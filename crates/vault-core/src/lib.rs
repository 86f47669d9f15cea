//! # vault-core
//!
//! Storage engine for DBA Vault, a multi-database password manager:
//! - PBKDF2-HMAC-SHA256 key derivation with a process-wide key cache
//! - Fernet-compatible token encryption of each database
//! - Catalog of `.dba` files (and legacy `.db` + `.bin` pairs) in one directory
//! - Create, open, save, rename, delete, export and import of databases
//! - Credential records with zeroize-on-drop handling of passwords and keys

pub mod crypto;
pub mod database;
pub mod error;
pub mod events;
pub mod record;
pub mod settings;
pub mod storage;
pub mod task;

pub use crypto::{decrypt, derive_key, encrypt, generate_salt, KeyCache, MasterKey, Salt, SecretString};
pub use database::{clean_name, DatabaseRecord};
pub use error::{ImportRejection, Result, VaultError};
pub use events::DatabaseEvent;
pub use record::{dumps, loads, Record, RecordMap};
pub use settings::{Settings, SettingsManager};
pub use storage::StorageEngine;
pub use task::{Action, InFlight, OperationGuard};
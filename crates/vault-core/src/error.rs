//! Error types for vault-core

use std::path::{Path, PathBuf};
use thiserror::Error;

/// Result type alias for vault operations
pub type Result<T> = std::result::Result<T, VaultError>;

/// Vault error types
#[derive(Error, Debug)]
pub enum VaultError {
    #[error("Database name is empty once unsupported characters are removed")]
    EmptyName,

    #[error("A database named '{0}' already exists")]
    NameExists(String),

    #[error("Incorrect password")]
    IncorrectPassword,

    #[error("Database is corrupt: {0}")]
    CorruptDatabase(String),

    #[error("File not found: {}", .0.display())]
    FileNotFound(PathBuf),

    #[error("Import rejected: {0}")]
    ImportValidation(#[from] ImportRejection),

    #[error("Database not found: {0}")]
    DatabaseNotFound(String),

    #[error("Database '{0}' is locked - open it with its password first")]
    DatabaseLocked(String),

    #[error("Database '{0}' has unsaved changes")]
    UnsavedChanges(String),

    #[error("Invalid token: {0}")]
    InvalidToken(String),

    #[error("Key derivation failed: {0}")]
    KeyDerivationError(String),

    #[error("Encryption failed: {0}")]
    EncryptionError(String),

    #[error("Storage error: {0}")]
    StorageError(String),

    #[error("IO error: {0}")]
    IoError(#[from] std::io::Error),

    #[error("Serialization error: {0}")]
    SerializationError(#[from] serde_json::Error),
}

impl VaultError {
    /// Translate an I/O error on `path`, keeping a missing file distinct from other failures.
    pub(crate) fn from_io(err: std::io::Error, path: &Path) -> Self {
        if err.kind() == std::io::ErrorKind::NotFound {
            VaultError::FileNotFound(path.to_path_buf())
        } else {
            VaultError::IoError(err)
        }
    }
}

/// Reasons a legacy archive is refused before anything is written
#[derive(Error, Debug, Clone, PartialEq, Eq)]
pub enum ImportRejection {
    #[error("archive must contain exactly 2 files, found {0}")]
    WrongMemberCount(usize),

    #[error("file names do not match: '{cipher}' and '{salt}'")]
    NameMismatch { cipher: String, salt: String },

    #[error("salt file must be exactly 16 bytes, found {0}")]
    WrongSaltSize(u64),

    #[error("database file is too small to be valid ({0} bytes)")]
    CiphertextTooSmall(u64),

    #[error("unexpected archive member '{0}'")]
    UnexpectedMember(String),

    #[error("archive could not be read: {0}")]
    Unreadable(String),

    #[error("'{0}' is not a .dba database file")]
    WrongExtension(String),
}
########
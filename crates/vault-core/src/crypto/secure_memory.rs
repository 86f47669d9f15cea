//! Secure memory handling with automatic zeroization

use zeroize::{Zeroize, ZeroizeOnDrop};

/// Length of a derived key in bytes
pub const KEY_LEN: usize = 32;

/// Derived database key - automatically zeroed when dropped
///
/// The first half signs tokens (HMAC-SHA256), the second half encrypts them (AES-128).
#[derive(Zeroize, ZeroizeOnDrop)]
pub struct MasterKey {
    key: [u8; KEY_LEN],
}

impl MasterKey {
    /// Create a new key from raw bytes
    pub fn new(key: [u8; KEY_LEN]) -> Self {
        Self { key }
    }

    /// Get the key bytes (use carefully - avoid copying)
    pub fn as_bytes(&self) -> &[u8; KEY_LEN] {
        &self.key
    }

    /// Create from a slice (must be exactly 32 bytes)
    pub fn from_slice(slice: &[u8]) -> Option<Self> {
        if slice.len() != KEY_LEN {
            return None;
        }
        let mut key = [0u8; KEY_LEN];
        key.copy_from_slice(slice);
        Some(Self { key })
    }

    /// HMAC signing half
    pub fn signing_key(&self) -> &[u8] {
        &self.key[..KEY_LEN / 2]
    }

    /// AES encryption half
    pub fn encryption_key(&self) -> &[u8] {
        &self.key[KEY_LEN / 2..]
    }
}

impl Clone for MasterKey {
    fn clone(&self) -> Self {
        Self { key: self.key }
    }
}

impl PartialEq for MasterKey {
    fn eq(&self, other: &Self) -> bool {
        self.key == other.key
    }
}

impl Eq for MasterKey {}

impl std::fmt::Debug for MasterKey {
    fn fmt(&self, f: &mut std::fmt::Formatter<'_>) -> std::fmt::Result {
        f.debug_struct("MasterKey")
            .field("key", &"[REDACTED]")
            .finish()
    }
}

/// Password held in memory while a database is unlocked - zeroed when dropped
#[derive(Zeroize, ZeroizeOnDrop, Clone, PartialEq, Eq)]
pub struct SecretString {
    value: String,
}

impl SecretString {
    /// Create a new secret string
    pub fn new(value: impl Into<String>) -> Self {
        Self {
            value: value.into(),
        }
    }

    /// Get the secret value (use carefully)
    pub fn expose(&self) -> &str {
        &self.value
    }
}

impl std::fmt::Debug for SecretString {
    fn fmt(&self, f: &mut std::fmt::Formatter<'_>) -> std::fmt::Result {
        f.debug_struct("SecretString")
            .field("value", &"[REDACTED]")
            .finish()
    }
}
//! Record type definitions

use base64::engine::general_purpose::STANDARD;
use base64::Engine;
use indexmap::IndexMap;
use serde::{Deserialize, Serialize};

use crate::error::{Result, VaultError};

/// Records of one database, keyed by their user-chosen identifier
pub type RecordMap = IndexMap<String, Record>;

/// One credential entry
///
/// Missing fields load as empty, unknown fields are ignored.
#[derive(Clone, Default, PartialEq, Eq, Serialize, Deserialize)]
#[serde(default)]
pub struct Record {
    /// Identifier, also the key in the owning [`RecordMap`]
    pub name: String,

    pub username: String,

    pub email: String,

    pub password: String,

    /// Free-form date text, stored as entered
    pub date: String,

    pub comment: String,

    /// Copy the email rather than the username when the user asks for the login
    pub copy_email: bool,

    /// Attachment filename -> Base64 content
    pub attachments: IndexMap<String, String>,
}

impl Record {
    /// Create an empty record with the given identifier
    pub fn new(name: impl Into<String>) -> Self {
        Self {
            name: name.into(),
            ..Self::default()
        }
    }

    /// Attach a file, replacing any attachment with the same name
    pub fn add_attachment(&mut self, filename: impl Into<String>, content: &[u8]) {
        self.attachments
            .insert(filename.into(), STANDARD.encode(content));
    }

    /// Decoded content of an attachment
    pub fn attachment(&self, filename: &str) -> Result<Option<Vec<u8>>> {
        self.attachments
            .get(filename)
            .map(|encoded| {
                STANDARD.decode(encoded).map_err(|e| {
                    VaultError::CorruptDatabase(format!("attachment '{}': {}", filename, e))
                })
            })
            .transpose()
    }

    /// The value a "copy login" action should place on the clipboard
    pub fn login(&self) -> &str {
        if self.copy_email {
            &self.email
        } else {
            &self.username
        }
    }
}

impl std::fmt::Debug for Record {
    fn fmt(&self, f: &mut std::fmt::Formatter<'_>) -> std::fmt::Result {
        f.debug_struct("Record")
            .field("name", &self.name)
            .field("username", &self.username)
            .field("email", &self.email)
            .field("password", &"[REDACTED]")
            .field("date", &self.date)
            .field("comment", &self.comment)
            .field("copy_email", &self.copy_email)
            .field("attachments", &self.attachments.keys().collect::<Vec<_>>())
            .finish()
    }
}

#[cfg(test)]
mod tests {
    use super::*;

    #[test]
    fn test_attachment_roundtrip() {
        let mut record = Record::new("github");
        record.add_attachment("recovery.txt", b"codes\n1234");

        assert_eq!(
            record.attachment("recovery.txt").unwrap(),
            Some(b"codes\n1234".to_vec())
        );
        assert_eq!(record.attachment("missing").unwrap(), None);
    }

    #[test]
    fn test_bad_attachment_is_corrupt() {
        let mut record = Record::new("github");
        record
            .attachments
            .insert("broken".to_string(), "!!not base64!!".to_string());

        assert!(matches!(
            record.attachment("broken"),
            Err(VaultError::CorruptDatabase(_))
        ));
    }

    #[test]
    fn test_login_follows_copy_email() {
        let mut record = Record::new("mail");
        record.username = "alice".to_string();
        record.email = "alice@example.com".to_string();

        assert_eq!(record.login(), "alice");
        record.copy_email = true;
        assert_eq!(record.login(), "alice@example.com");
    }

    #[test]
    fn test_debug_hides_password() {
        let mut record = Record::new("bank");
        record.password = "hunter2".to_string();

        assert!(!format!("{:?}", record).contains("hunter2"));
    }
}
########
Copy all lines from the material that hold "task".

- [Response box]
pub mod task;
pub use task::{Action, InFlight, OperationGuard};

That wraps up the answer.